**Work request:**
The answer should consist solely of the lines from the first one below through the line containing "program is distributed", copied exactly.

**Data:**
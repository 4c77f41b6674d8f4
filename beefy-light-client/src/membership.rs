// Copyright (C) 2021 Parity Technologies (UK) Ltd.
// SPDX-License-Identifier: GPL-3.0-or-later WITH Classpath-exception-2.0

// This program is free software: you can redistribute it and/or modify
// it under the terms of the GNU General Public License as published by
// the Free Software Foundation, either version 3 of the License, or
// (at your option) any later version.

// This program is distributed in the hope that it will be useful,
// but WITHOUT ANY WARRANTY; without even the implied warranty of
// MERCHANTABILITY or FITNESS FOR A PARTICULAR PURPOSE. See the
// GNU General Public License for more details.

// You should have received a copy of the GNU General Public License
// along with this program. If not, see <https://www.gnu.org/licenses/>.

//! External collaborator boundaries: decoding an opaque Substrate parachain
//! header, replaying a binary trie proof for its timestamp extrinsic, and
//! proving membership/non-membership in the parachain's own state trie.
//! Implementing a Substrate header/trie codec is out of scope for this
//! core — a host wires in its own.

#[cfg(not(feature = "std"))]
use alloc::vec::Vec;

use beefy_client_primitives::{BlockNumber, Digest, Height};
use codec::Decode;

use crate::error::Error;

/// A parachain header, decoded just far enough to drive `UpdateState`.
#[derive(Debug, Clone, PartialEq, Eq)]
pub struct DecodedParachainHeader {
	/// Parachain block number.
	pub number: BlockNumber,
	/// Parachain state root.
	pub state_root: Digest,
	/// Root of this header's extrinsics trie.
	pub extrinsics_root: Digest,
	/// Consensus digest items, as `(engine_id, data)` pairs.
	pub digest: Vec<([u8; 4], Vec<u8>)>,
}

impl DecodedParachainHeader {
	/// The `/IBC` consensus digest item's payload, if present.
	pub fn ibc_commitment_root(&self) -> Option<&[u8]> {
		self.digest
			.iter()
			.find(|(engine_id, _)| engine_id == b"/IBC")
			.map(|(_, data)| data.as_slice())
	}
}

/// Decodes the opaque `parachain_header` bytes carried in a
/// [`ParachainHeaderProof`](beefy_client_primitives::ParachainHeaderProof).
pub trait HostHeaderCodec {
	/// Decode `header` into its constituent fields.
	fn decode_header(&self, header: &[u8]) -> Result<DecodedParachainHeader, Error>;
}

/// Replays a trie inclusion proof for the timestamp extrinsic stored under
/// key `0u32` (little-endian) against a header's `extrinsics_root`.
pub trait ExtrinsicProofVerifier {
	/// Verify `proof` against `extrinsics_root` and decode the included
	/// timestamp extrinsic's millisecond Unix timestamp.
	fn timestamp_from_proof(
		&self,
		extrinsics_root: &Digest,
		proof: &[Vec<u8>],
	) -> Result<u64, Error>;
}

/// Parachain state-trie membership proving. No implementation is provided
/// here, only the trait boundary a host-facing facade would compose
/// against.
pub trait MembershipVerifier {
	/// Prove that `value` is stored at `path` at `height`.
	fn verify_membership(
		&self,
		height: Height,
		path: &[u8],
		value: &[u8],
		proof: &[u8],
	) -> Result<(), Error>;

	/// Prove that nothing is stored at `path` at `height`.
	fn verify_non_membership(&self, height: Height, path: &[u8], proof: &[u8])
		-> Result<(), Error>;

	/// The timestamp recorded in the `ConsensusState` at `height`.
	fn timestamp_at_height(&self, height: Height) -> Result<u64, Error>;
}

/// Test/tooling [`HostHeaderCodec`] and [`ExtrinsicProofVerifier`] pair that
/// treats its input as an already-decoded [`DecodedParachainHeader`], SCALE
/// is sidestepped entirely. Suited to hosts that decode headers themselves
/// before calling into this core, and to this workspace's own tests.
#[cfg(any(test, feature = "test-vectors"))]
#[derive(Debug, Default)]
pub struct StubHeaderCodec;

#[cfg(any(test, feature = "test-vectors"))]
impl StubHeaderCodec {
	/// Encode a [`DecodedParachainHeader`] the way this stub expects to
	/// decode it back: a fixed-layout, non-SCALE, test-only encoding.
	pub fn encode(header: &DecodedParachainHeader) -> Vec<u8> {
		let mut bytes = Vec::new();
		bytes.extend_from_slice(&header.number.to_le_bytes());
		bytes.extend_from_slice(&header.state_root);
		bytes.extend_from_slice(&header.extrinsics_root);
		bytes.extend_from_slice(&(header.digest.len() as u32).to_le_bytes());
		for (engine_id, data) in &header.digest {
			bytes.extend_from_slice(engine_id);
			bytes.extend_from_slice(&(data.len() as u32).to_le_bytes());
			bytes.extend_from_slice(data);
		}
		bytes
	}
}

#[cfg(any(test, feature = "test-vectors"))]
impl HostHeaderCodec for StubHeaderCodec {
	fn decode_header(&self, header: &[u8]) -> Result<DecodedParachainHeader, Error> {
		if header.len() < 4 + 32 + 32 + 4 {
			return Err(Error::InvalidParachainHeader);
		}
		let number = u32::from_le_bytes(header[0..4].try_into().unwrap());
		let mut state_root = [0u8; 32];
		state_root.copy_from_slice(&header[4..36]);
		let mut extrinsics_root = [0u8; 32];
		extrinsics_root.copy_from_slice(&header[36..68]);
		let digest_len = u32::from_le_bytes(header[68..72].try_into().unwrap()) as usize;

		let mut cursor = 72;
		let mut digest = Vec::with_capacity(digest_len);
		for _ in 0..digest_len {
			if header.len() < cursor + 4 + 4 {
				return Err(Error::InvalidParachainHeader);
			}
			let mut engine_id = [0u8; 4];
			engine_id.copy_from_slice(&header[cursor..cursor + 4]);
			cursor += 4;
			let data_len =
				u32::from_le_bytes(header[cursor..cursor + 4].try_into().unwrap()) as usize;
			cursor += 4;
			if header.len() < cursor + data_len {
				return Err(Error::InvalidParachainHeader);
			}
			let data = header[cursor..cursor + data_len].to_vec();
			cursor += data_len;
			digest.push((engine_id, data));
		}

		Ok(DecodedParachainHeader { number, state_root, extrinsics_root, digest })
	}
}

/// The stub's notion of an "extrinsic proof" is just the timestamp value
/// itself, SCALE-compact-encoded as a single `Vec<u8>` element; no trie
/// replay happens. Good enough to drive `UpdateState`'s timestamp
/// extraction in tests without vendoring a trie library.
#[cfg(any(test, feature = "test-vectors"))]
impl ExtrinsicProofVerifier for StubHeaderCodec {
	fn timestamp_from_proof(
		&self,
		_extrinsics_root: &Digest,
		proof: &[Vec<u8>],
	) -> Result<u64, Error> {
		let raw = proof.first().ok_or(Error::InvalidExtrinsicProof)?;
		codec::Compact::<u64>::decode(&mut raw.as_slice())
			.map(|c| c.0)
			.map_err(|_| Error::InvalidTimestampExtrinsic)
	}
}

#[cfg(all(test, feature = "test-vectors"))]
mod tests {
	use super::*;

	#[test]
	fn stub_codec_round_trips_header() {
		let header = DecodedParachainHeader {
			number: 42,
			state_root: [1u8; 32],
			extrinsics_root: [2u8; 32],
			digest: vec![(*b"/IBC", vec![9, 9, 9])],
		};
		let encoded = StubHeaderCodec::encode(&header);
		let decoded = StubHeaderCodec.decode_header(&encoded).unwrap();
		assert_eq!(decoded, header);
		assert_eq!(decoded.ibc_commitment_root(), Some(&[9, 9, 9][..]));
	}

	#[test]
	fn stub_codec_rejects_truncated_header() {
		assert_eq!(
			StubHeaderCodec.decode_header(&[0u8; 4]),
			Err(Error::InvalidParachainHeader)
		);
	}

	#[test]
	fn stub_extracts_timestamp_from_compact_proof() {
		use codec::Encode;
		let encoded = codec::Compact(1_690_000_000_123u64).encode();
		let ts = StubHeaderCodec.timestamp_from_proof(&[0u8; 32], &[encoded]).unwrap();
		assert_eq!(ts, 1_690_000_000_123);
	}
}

**Result for this exercise:**
repository 4c77f41b6674d8f4
filename beefy-light-client/src/membership.rs
// Copyright (C) 2021 Parity Technologies (UK) Ltd.
// SPDX-License-Identifier: GPL-3.0-or-later WITH Classpath-exception-2.0

// This program is free software: you can redistribute it and/or modify
// it under the terms of the GNU General Public License as published by
// the Free Software Foundation, either version 3 of the License, or
// (at your option) any later version.

// This program is distributed in the hope that it will be useful,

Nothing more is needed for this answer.